I stepped forward as my turn had now come to show the immigration officer my passport and visa. He asked where I would be staying. I answered Jaipur. ‘Ah, the pink city’, he said with a smile. I instantly got all girly and excited and he laughed and let me through.
I walked out into the pick-up area thinking don’t panic, don’t panic, he’ll be here. He wasn’t.
If you haven’t been in a situation like that, having no one to pick you up in a country you've never been too, it’s quite terrifying. Fortunately I was feeling confident enough to just give them a call, like a rational human, but usually your first instinct is to cry and find someone who looks like a mother to take care of you. I called a few times until someone picked up and let me know the driver was in the outside area waiting for me and sure enough, he was.
Shivrag greeted me with a smile and shook my hand. He is a very skinny Indian man with a strong accent and a very welcoming presence. He has a five-year-old son living in Jaipur that I cannot wait to meet. We drove along the road from the Airport chatting about the culture and history of India as we casually cruised by an elephant taking a walk.
The guesthouse is in a really nice area, just outside of Delhi in a city called Gurgaon. Sudha and Keerti are the two ladies that run the guesthouse. Sudha is the head honcho and is very motherly. She has beautiful long dark hair with red streaks and wears gorgeous colored sarees around the house. Keerti always has a huge smile on her face and laughs constantly at my horrible jokes and tells me I’m adorable. She’s always on her cell phone, but then again everyone is India is. Dinesh is the cook and his food is incredible; lots of curries and breads. He doesn't speak much English but he is very sweet and accommodating.
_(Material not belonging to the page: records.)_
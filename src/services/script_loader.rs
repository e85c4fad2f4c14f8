// ============================================================================
// SCRIPT LOADER - Inyecta el bundle del SDK en el documento
// ============================================================================
// Un solo <script> por página. Al desmontar se quita el elemento, pero el
// global `Dynamsoft` ya definido sigue vivo (no hay descarga real).
// ============================================================================

use wasm_bindgen::closure::Closure;
use wasm_bindgen::{JsCast, JsValue};
use web_sys::{Event, HtmlScriptElement};
use crate::config::SdkSource;
use crate::dom::{append_child, body, create_element};
use crate::error::ScannerError;
use crate::models::LoadEvent;
use crate::state::ScannerState;

pub struct ScriptLoader {
    state: ScannerState,
}

/// Script montado. Soltarlo desmonta el `<script>`.
pub struct ScriptHandle {
    script: HtmlScriptElement,
    url: String,
    _on_load: Closure<dyn FnMut(Event)>,
    _on_error: Closure<dyn FnMut(Event)>,
}

impl ScriptLoader {
    pub fn new(state: ScannerState) -> Self {
        Self { state }
    }

    /// Montar el script del SDK. `on_loaded` se llama una sola vez, al pasar a `Loaded`.
    /// No reintenta: tras un fallo hace falta recargar la página.
    pub fn load<F>(&self, source: &SdkSource, on_loaded: F) -> Result<ScriptHandle, ScannerError>
    where
        F: Fn() + 'static,
    {
        if !self.state.apply_load_event(LoadEvent::Mount) {
            return Err(ScannerError::LoadAlreadyStarted);
        }

        let url = match source.url() {
            Ok(url) => url,
            Err(err) => return Err(self.fail(err.to_string(), err)),
        };

        match self.mount(&url, on_loaded) {
            Ok(handle) => {
                log::info!("📦 [LOADER] Cargando SDK desde {}", url);
                Ok(handle)
            }
            Err(err) => Err(self.fail(err.to_string(), err)),
        }
    }

    fn mount<F>(&self, url: &str, on_loaded: F) -> Result<ScriptHandle, ScannerError>
    where
        F: Fn() + 'static,
    {
        let script = create_element("script")
            .and_then(|el| el.dyn_into::<HtmlScriptElement>().map_err(JsValue::from))
            .map_err(|e| ScannerError::interop(&e))?;
        script.set_src(url);
        script.set_async(true);

        let on_load = {
            let state = self.state.clone();
            Closure::wrap(Box::new(move |_e: Event| {
                if state.apply_load_event(LoadEvent::ScriptLoaded) {
                    log::info!("✅ [LOADER] SDK cargado");
                    on_loaded();
                }
            }) as Box<dyn FnMut(Event)>)
        };

        let on_error = {
            let state = self.state.clone();
            let url = url.to_string();
            Closure::wrap(Box::new(move |_e: Event| {
                log::error!("❌ [LOADER] No se pudo cargar {}", url);
                state.apply_load_event(LoadEvent::ScriptFailed(format!("script error: {}", url)));
            }) as Box<dyn FnMut(Event)>)
        };

        script.set_onload(Some(on_load.as_ref().unchecked_ref()));
        script.set_onerror(Some(on_error.as_ref().unchecked_ref()));

        let parent = body().ok_or_else(|| ScannerError::Interop("document has no <body>".to_string()))?;
        append_child(&parent, &script).map_err(|e| ScannerError::interop(&e))?;

        Ok(ScriptHandle {
            script,
            url: url.to_string(),
            _on_load: on_load,
            _on_error: on_error,
        })
    }

    fn fail(&self, reason: String, err: ScannerError) -> ScannerError {
        log::error!("❌ [LOADER] {}", reason);
        self.state.apply_load_event(LoadEvent::ScriptFailed(reason));
        err
    }
}

impl ScriptHandle {
    pub fn url(&self) -> &str {
        &self.url
    }
}

impl Drop for ScriptHandle {
    fn drop(&mut self) {
        // Desconectar callbacks antes de soltar los closures
        self.script.set_onload(None);
        self.script.set_onerror(None);
        self.script.remove();
        log::info!("🧹 [LOADER] <script> del SDK desmontado");
    }
}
I woke up in the middle of the night to my roommate, Anna. She had just flown in from Germany and was just as tired and excited I was. We made plans to travel to Old Delhi in the morning and that is precisely what we did. Eager to get out, we awoke at 7:30am for a quick breakfast. We filled our stomachs with thin omelettes filled with sweet and hot peppers, toast, porridge and chai. We hailed a tuk-tuk, also known as a auto-rickshaw, and headed to catch the metro. After an hour of men staring at us and getting to know each other a little more, we stepped out at Chandni Chowk station. The air was hot and smoggy, and the crowd was endless. You are constantly dodging men, woman, children, dogs, cows and bikers. Picture the smallest lanes in your city and now imagine an endless line of cars, bikes, tuk-tuks, people and cows coming at you. A tuk-tuk actually ran me over!
We walked along the markets and Mosques capturing beautiful photos and taking in all the colorful shops. I bargained for a beautiful pair of Indian style pointed shoes in a burgundy and black design with gold trim (shown above). They are so beautiful that I don’t even want to wear them; I just wanted to own them! I also bought a beautiful transparent white scarf with gold trim and gold designs to wear over my hair and shoulders. I smiled as soon as I put it on. The men in the shop didn’t really care for my bargaining but I did manage to get 50 rupees off and chai.
It is common to be given chai when entering shops. It is how they welcome you. It’s also better than any chai I've ever tasted. Starbucks ain’t got nothing on India!
After a few of hours of walking, dodging and shopping, we headed back. But of course I stopped for my favorite food item in the whole world, a samosa. And oh my goodness was it good! I also dipped it into the hottest chutney I've ever had. It was a pretty dehydrated ride back to the guesthouse.
Tomorrow I will begin my orientation into my volunteer program, both working with women empowerment and the education project for young children between the ages 5 and 10. I will also be participating in a Bollywood dance, Hindu and Henna class!
But first, I must go stuff my face with Dinesh’s food.